Out-of-pocket (OOP) caps are also on the rise. The Department of Health and Human Services (HSS) determines what the maximum OOP limits are for each calendar year for ACA plans. According to them, the out-of-pocket maximum will have increased by 12.6% since 2014. For an ACA plan in the year 2017, it $7,150 for an individual, and $14,300. (If you have a non-ACA plan, then your OOP may be even more.)
What does this mean? The average insured American is paying more OOP healthcare related expenses. You will be paying 100% of your costs until your deductible is reached. Then you will be paying your co-insurance (10, 20 or 30%) until your OOP is reached. So a person with a $1000 deductible and a $7150 OOP max could wind up paying up to $8150 per year in addition to their health insurance premiums.
I don't care what anyone says (politicians, healthcare experts, etc.). Insurance premiums are not going down...ever. (When was the last time that you had any type of insurance go down??) I might be wrong in thinking this. But let's assume that I am not.

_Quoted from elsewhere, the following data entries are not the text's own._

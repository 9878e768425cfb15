//! Shared helpers for integration tests.

#![allow(dead_code)]

pub mod source_fixtures;
pub mod tree_assertions;
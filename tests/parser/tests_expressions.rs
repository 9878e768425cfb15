//! Expression parsing and operator precedence
//!
//! Binary operators group by the level ladder; assignment and the
//! conditional operator group to the right.

#![allow(clippy::unwrap_used)]

use rstest::rstest;

use crate::helpers::tree_assertions::{assert_lossless, contains, find, parse_clean};

/// Operator text of the top binary expression and whether its left and
/// right operands hold another binary expression
fn top_binary(source: &str) -> (String, bool, bool) {
    let tree = parse_clean(source);
    let top = find(&tree, "binary_expression");
    let operator = top.child_by_field_name("operator").unwrap().text().to_string();
    let left = top.child_by_field_name("left").unwrap();
    let right = top.child_by_field_name("right").unwrap();
    (
        operator,
        contains(&left, "binary_expression"),
        contains(&right, "binary_expression"),
    )
}

#[rstest]
#[case::higher_on_right("a + b * c", "+", false, true)]
#[case::higher_on_left("a * b + c", "+", true, false)]
#[case::left_assoc_additive("a - b - c", "-", true, false)]
#[case::left_assoc_multiplicative("a / b % c", "%", true, false)]
#[case::logical("a || b && c", "||", false, true)]
#[case::bitwise("a | b ^ c & d", "|", false, true)]
#[case::equality_over_relational("a == b < c", "==", false, true)]
#[case::shift_over_relational("a < b << c", "<", false, true)]
#[case::exponent_groups_left("a ** b ** c", "**", true, false)]
#[case::instanceof("a instanceof B && c", "&&", true, false)]
fn test_binary_precedence(
    #[case] source: &str,
    #[case] operator: &str,
    #[case] nested_left: bool,
    #[case] nested_right: bool,
) {
    assert_eq!(
        top_binary(source),
        (operator.to_string(), nested_left, nested_right)
    );
}

#[test]
fn test_assignment_is_right_associative() {
    let tree = parse_clean("a = b = c");
    let top = find(&tree, "assignment_expression");
    assert_eq!(top.child_by_field_name("left").unwrap().text(), "a");
    let right = top.child_by_field_name("right").unwrap();
    assert_eq!(right.text(), "b = c");
    assert!(contains(&right, "assignment_expression"));
}

#[test]
fn test_compound_assignment() {
    let tree = parse_clean("this.count += 1");
    let top = find(&tree, "assignment_expression");
    assert_eq!(top.child_by_field_name("operator").unwrap().text(), "+=");
    assert_eq!(
        top.child_by_field_name("left").unwrap().type_name(),
        "member_expression"
    );
}

#[test]
fn test_assignment_binds_looser_than_binary() {
    let tree = parse_clean("x = a + b");
    let top = find(&tree, "assignment_expression");
    assert!(contains(&top.child_by_field_name("right").unwrap(), "binary_expression"));
}

#[test]
fn test_conditional_is_right_associative() {
    let tree = parse_clean("a ? b : c ? d : e");
    let top = find(&tree, "conditional_expression");
    assert_eq!(top.child_by_field_name("condition").unwrap().text(), "a");
    let alternative = top.child_by_field_name("alternative").unwrap();
    assert_eq!(alternative.text(), "c ? d : e");
    assert!(contains(&alternative, "conditional_expression"));
}

#[test]
fn test_unary_binds_tighter_than_binary() {
    let tree = parse_clean("-a * b");
    let top = find(&tree, "binary_expression");
    assert!(contains(&top.child_by_field_name("left").unwrap(), "unary_expression"));
}

#[test]
fn test_postfix_chain() {
    let tree = parse_clean("router.pushUrl({ url: 'pages/Second' }).then(done)[0]");
    let subscript = find(&tree, "subscript_expression");
    let object = subscript.child_by_field_name("object").unwrap();
    let call = object.named_child(0).unwrap();
    assert_eq!(call.type_name(), "call_expression");
    assert_eq!(
        call.child_by_field_name("function").unwrap().text(),
        "router.pushUrl({ url: 'pages/Second' }).then"
    );
}

#[rstest]
#[case("$r('app.string.title')", "resource_expression")]
#[case("$count", "state_binding_expression")]
#[case("new Map()", "new_expression")]
#[case("(a, b) => a + b", "arrow_function")]
#[case("async () => { await(x) }", "arrow_function")]
#[case("[1, ...rest, 3]", "array_literal")]
#[case("`total: ${a + b}`", "template_literal")]
#[case("value as string", "as_expression")]
#[case("i++", "update_expression")]
#[case("typeof x", "unary_expression")]
fn test_expression_forms(#[case] expression: &str, #[case] expected: &str) {
    let source = format!("let v = {expression}");
    let tree = parse_clean(&source);
    let value = find(&tree, "variable_declarator")
        .child_by_field_name("value")
        .unwrap();
    assert_eq!(value.text(), expression);
    assert_eq!(value.named_child(0).unwrap().type_name(), expected);
    assert_lossless(&tree, &source);
}

#[test]
fn test_template_substitution_reenters_expressions() {
    let tree = parse_clean("let s = `a ${x ? `b ${y}` : 'c'} d`");
    let substitutions: Vec<_> = tree
        .root_node()
        .descendants()
        .filter(|n| n.type_name() == "template_substitution")
        .collect();
    assert_eq!(substitutions.len(), 2);
    assert!(contains(&substitutions[0], "conditional_expression"));
}

#[test]
fn test_object_literal_as_argument() {
    let tree = parse_clean("f({ a: 1, b, ...rest })");
    let object = find(&tree, "object_literal");
    assert_eq!(
        object
            .named_children()
            .iter()
            .map(|n| n.type_name())
            .collect::<Vec<_>>(),
        ["property_assignment", "property_assignment", "spread_element"]
    );
}
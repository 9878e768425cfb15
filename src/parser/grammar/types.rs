//! Type annotations

use super::{
    Productions, Rule, choice, comma_sep1, field, ident, kw, lit, name, opt, r, rep, rep1, seq, t,
    words,
};
use crate::parser::SyntaxKind::*;

const PRIMITIVES: &[&str] = &[
    "number", "string", "boolean", "void", "any", "object", "undefined", "never", "unknown",
];

fn element_type() -> Rule {
    choice([words(PRIMITIVES), r("generic_type"), ident()])
}

pub(super) fn define(p: &mut Productions) {
    p.node(
        "type_annotation",
        TYPE_ANNOTATION,
        choice([r("union_type"), r("_primary_type")]),
    );
    p.hidden(
        "_primary_type",
        choice([
            words(PRIMITIVES),
            lit("null", NULL_LITERAL),
            r("array_type"),
            r("generic_type"),
            r("function_type"),
            r("object_type"),
            ident(),
            t(STRING),
            t(NUMBER),
            seq([t(L_PAREN), r("type_annotation"), t(R_PAREN)]),
        ]),
    );

    p.node(
        "array_type",
        ARRAY_TYPE,
        seq([element_type(), rep1(seq([t(L_BRACKET), t(R_BRACKET)]))]),
    );
    p.node(
        "generic_type",
        GENERIC_TYPE,
        seq([field(NAME_FIELD, ident()), r("type_arguments")]),
    );
    p.node(
        "type_arguments",
        TYPE_ARGUMENTS,
        seq([t(LT), comma_sep1(r("type_annotation")), t(GT)]),
    );
    p.node(
        "union_type",
        UNION_TYPE,
        seq([r("_primary_type"), rep1(seq([t(PIPE), r("_primary_type")]))]),
    );
    p.node(
        "function_type",
        FUNCTION_TYPE,
        seq([
            field(PARAMETERS_FIELD, r("parameter_list")),
            t(FAT_ARROW),
            field(RETURN_TYPE_FIELD, r("type_annotation")),
        ]),
    );

    p.node(
        "object_type",
        OBJECT_TYPE,
        seq([
            t(L_BRACE),
            rep(seq([
                choice([r("method_signature"), r("type_member")]),
                opt(choice([t(COMMA), t(SEMICOLON)])),
            ])),
            t(R_BRACE),
        ]),
    );
    p.node(
        "type_member",
        TYPE_MEMBER,
        seq([
            opt(kw("readonly")),
            field(NAME_FIELD, name()),
            opt(t(QUESTION)),
            t(COLON),
            field(TYPE_FIELD, r("type_annotation")),
        ]),
    );
    p.node(
        "method_signature",
        METHOD_SIGNATURE,
        seq([
            field(NAME_FIELD, name()),
            opt(t(QUESTION)),
            field(PARAMETERS_FIELD, r("parameter_list")),
            opt(seq([t(COLON), field(RETURN_TYPE_FIELD, r("type_annotation"))])),
        ]),
    );

    p.node(
        "type_parameters",
        TYPE_PARAMETERS,
        seq([t(LT), comma_sep1(ident()), t(GT)]),
    );
}
//! Error code definitions for parser diagnostics
//!
//! Error codes follow a naming convention: E{category}{number}
//! - E01xx: Lexical errors (no terminal matches)
//! - E02xx: Structural errors (tokens valid, sequence not)
//! - E03xx: Ambiguity exhaustion (every forked hypothesis died)

use std::fmt;

/// Error codes for parser diagnostics
#[derive(Debug, Clone, Copy, PartialEq, Eq, Hash)]
pub enum ErrorCode {
    // =========================================================================
    // E01xx: Lexical errors
    // =========================================================================
    /// Invalid or unexpected character in source
    E0101,
    /// Unterminated string literal
    E0102,
    /// Unterminated block comment
    E0103,
    /// Unterminated template literal
    E0104,

    // =========================================================================
    // E02xx: Structural errors
    // =========================================================================
    /// Unexpected token(s) skipped during recovery
    E0201,
    /// Unclosed brace `{`
    E0202,
    /// Unclosed parenthesis `(`
    E0203,
    /// Unclosed bracket `[`
    E0204,
    /// Unexpected closing delimiter
    E0205,
    /// Brackets nested deeper than the parser descends
    E0206,

    // =========================================================================
    // E03xx: Ambiguity exhaustion
    // =========================================================================
    /// Alternatives were explored past the first token and all of them died
    E0301,
}

impl ErrorCode {
    /// Get the string representation of the error code (e.g., "E0201")
    pub fn as_str(&self) -> &'static str {
        match self {
            Self::E0101 => "E0101",
            Self::E0102 => "E0102",
            Self::E0103 => "E0103",
            Self::E0104 => "E0104",
            Self::E0201 => "E0201",
            Self::E0202 => "E0202",
            Self::E0203 => "E0203",
            Self::E0204 => "E0204",
            Self::E0205 => "E0205",
            Self::E0206 => "E0206",
            Self::E0301 => "E0301",
        }
    }

    /// Get a short description of the error category
    pub fn category_description(&self) -> &'static str {
        match self {
            Self::E0101 | Self::E0102 | Self::E0103 | Self::E0104 => "lexical error",
            Self::E0201
            | Self::E0202
            | Self::E0203
            | Self::E0204
            | Self::E0205
            | Self::E0206 => "structural error",
            Self::E0301 => "ambiguity exhaustion",
        }
    }

    /// Get the default message template for this error code
    pub fn default_message(&self) -> &'static str {
        match self {
            Self::E0101 => "invalid character",
            Self::E0102 => "unterminated string literal",
            Self::E0103 => "unterminated block comment",
            Self::E0104 => "unterminated template literal",
            Self::E0201 => "unexpected token",
            Self::E0202 => "unclosed brace",
            Self::E0203 => "unclosed parenthesis",
            Self::E0204 => "unclosed bracket",
            Self::E0205 => "unexpected closing delimiter",
            Self::E0206 => "nesting too deep",
            Self::E0301 => "no alternative matched",
        }
    }

    /// Check if this is a lexical error
    pub fn is_lexical(&self) -> bool {
        matches!(self, Self::E0101 | Self::E0102 | Self::E0103 | Self::E0104)
    }

    /// Check if this is a structural error (delimiter-related)
    pub fn is_structural(&self) -> bool {
        matches!(
            self,
            Self::E0201 | Self::E0202 | Self::E0203 | Self::E0204 | Self::E0205 | Self::E0206
        )
    }
}

impl fmt::Display for ErrorCode {
    fn fmt(&self, f: &mut fmt::Formatter<'_>) -> fmt::Result {
        write!(f, "{}", self.as_str())
    }
}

At least for the time being, there's only way to save on your medical costs
- Negotiate the initial costs
- Negotiate the left over balances
Option 1 rarely works unless you are a cash-paying customer. Otherwise, providers are usually obligated to charge the rates that have pre-negotiated with insurance companies. You should note that sometimes it is cheaper to pay cash on a discounted bill than it is to pay your deductible and co-insurance balances. This is difficult to determine since price transparency is sorely lacking in the healthscare [sic] system. But if you are having a procedure, it never hurts to ask about the costs prior to giving your insurance card over to the receptionist. However, once you do so, you can't go back to paying a cash discount.
Option 2 is, perhaps, the most effective means to lower your OOP costs.
When faced with a high left-over balance (e.g., surgery, outpatient procedures, etc.), most institutions will allow you to structure the payments over time. But this doesn't save you any money. Many institutions also have a process to offer a hardship discount. But this doesn't apply to most middle class families and above who make too much money to be eligible for a discount.
I suggest two strategies. It will take a little guts and a lot of confidence to pull it off.
First, almost every institution will offer a discount if you pay "now". For some, that means before leaving the facility. For others, that might mean immediately after getting your bill. It's not unusual to get a 10-15% discounts.
Don't stop there!
I had an experience where they offered me a 15% discount on a bill from my wife's surgery. Very graciously, I thanked them. Then, I asked if they could do any better. After a few minutes on hold, they said that they could offer me a 20% discount. "Wow, that's great. Thanks so much. But is there any way you give me more of a break?" I asked.
The agent said that she would have to go to her supervisor to go any higher. So I politely asked if she could do that. She did. I ended up with a 33% discount. This saved me over $500. Just for asking!
This same strategy also applies if you wind up falling behind on a structured payment plan and end up getting a notice from a collections agency. Please know that such notices are preliminary and generally do not affect your credit as long as you respond immediately.
Again, the agency will generally offer you a discount. Don't accept the first offer! Also be humble, sincere and grateful. But keep asking. You'll know when you've reached their best number.
Today, I just saved $360 on a bill related to my wife's surgery in January of last year. Took me only 15 minutes to do this. So, let's say the patient is in the 25% tax bracket (just to choose a middle ground). $360 saved is the equivalent of $480 pre-tax earnings. If you are making $60k a year, that is 2 days worth of pay. Or you can look at it as getting paid $1440/hr for your time. (The equivalent of a $3millon/year salary!) Either way, it still is a good return on your time.
It doesn't matter the size of the bill. If the bill is below $100, most people will simply pay it because they don't think it's worth their time to negotiate a 20-30% savings. But just think about what an extra $20-30 in your pocket feels like. If you saw a $20 bill on a sidewalk, would you step over it and go on your way? Likely, not. I wouldn't.